Japan (foaled 22 February 2016) is a British-bred Irish-trained Thoroughbred racehorse. After being sold as a yearling for 1.3 million guineas he was sent into training with Aidan O'Brien. As a two-year-old in 2018 he showed considerable promise, winning two of his three races including the Group 2 Beresford Stakes. In the following year he improved to become one of the best three-year-olds in Europe, finishing fourth in the Dante Stakes and third in the Epsom Derby before winning the King Edward VII Stakes, the Grand Prix de Paris and the International Stakes. He failed to win in five attempts as a four-year-old in 2020.

==Background==
Japan is a bay colt with a white blaze bred in England by the Hertfordshire-based Newsells Park Stud. In October 2017 the yearling was put up for auction at Tattersalls and was bought for 1.3 million guineas by representatives of the Coolmore Stud. He was sent into training with Aidan O'Brien at Ballydoyle. Like many Coolmore horses, the official details of his ownership changed from race to race but in his first two seasons he was usually described as being owned by a partnership of Derrick Smith, Susan Magnier and Michael Tabor.

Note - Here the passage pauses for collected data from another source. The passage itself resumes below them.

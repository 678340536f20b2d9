//! Error types for the structured output pipeline
//!
//! Errors are split by who is allowed to see them:
//! - [`TransportError`] and [`PipelineError`] reach the caller as `Err`.
//! - [`ExtractionError`] and [`ValidationError`] never do; the pipeline
//!   absorbs them into a fallback record.

use thiserror::Error;

use crate::language::{Language, Message};
use crate::validate::Violation;

/// Failure talking to the generation service
#[derive(Error, Debug)]
pub enum TransportError {
    /// Network or connection error
    #[error("Connection error: {0}")]
    Connection(String),

    /// The request did not complete in time
    #[error("Timeout: {0}")]
    Timeout(String),

    /// The service answered with a non-success status
    #[error("Service returned status {status}: {body}")]
    Status {
        /// HTTP status code
        status: u16,
        /// Response body, possibly empty
        body: String,
    },

    /// The service answered but the body could not be read
    #[error("Invalid response: {0}")]
    InvalidResponse(String),

    /// The client could not be constructed
    #[error("Client configuration error: {0}")]
    Config(String),
}

impl TransportError {
    /// Whether retrying the same request cannot succeed
    pub fn is_permanent(&self) -> bool {
        match self {
            TransportError::Status { status, .. } => (400..500).contains(status) && *status != 429,
            TransportError::Config(_) | TransportError::InvalidResponse(_) => true,
            TransportError::Connection(_) | TransportError::Timeout(_) => false,
        }
    }
}

/// Why no JSON value could be pulled out of a raw response
#[derive(Debug, Clone, PartialEq, Eq)]
pub enum ExtractionFailure {
    /// No `{` or no `}` in the text
    NoJsonSpan,
    /// A brace span was found but is not valid JSON
    Unparsable(String),
}

impl std::fmt::Display for ExtractionFailure {
    fn fmt(&self, f: &mut std::fmt::Formatter<'_>) -> std::fmt::Result {
        match self {
            ExtractionFailure::NoJsonSpan => write!(f, "no JSON object found"),
            ExtractionFailure::Unparsable(msg) => write!(f, "JSON parse error: {}", msg),
        }
    }
}

/// The raw response did not contain a parsable JSON object
#[derive(Error, Debug, Clone, PartialEq, Eq)]
#[error("Extraction failed: {reason}")]
pub struct ExtractionError {
    /// The untouched response text
    pub raw: String,
    /// What went wrong
    pub reason: ExtractionFailure,
}

impl ExtractionError {
    /// No brace span present
    pub fn no_json_span(raw: impl Into<String>) -> Self {
        Self {
            raw: raw.into(),
            reason: ExtractionFailure::NoJsonSpan,
        }
    }

    /// A span was found but failed to parse
    pub fn unparsable(raw: impl Into<String>, message: impl Into<String>) -> Self {
        Self {
            raw: raw.into(),
            reason: ExtractionFailure::Unparsable(message.into()),
        }
    }
}

/// The parsed value does not conform to the contract
#[derive(Error, Debug, Clone, PartialEq, Eq)]
#[error("Response does not match contract: {} violation(s)", .violations.len())]
pub struct ValidationError {
    /// Every violation found, in contract order
    pub violations: Vec<Violation>,
}

impl ValidationError {
    /// Create a validation error from a list of violations
    pub fn new(violations: Vec<Violation>) -> Self {
        Self { violations }
    }
}

/// A contract declaration that breaks the contract invariants
#[derive(Error, Debug, Clone, PartialEq, Eq)]
pub enum ContractError {
    /// `build` was called without naming a primary narrative field
    #[error("Contract '{0}' has no primary narrative field")]
    MissingPrimary(String),

    /// The named primary field is not declared
    #[error("Contract '{contract}' names unknown primary field '{field}'")]
    UnknownPrimary {
        /// Contract name
        contract: String,
        /// Field name
        field: String,
    },

    /// The primary field is not a required string
    #[error("Primary field '{field}' of contract '{contract}' must be a required string")]
    PrimaryNotString {
        /// Contract name
        contract: String,
        /// Field name
        field: String,
    },

    /// Two fields share a name within one object
    #[error("Contract '{contract}' declares field '{path}' twice")]
    DuplicateField {
        /// Contract name
        contract: String,
        /// Path of the duplicated field
        path: String,
    },

    /// An enum field has no allowed values, so no value can satisfy it
    #[error("Contract '{contract}' declares enum field '{path}' with no values")]
    EmptyEnum {
        /// Contract name
        contract: String,
        /// Path of the enum field
        path: String,
    },
}

/// Errors returned to callers of the pipeline
#[derive(Error, Debug)]
pub enum PipelineError {
    /// The generation service could not be reached or refused the request
    #[error("{}", .language.text(Message::TransportFailure))]
    Transport {
        /// Language the caller asked for
        language: Language,
        /// Underlying transport failure
        #[source]
        source: TransportError,
    },

    /// The task input could not be serialized into prompt context
    #[error("Invalid task input: {0}")]
    InvalidInput(String),

    /// A task's contract declaration is inconsistent
    #[error(transparent)]
    Contract(#[from] ContractError),

    /// A task's output type cannot hold values its contract accepts
    #[error("Contract mismatch: {0}")]
    ContractMismatch(String),

    /// Generation settings are outside their allowed ranges
    #[error("Invalid generation settings: {0}")]
    Settings(#[from] ConfigError),
}

impl PipelineError {
    /// Human readable message in the caller's language
    pub fn localized_message(&self) -> String {
        match self {
            PipelineError::Transport { language, .. } => {
                language.text(Message::TransportFailure).to_string()
            }
            other => other.to_string(),
        }
    }

    /// Whether the failure came from the generation service
    pub fn is_transport(&self) -> bool {
        matches!(self, PipelineError::Transport { .. })
    }
}

/// Errors loading configuration
#[derive(Error, Debug)]
pub enum ConfigError {
    /// A value is outside its allowed range
    #[error("Invalid configuration value for '{key}': {message}")]
    InvalidValue {
        /// Configuration key
        key: String,
        /// What is wrong with it
        message: String,
    },

    /// File access or I/O error
    #[error("File error: {0}")]
    File(#[from] std::io::Error),

    /// TOML parsing error
    #[error("Parse error: {0}")]
    Parse(#[from] toml::de::Error),
}

impl ConfigError {
    /// Create an invalid value error
    pub fn invalid(key: impl Into<String>, message: impl Into<String>) -> Self {
        ConfigError::InvalidValue {
            key: key.into(),
            message: message.into(),
        }
    }
}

He was sired by Galileo, who won the Derby, Irish Derby and King George VI and Queen Elizabeth Stakes in 2001. Galileo became one of the world's leading stallions, earning his tenth champion sire of Great Britain and Ireland title in 2018. His other progeny include Cape Blanco, Frankel, Golden Lilac, Nathaniel, New Approach, Rip Van Winkle, Found Minding and Ruler of the World. Japan's dam Shastye showed above average racing ability, winning two minor races and running second in the Listed Pontefract Castle Stakes. She did better as a broodmare, producing several other winners including Secret Gesture (runner-up in the Epsom Oaks) and Isaac Newton (International Stakes). Shastye was a half-sister to Sagamix and closely related to Sagawara, Nasram, Lope de Vega and Tambourine.

==Racing career==
===2018: two-year-old season===
On his racecourse debut Japan started at odds of 9/1 for a maiden race over one mile at the Curragh on 1 September in which he was ridden by Wayne Lordan and came home seventh of the thirteen runners behind his more fancied stablemate Sydney Opera House. Eleven days later the colt started odds-on favourite for a similar event over seven furlongs on heavy ground at Listowel Racecourse. Ridden by his trainer's son Donnacha O'Brien he raced in mid-division before finishing strongly and won "comfortably" by three quarters of a length from Aristocratic Man, having taken the lead in the last 100 yards. Japan was then stepped up in class to contest the Group 2 Beresford Stakes over one mile at Naas Racecourse in which he was partnered by Seamie Heffernan and started the 11/2 third favourite behind his stablemates Mount Everest and Sovereign. After racing in third place for most of the way he moved up to challenge Mount Everest in the closing stages and got up in the final stride to win by a short head.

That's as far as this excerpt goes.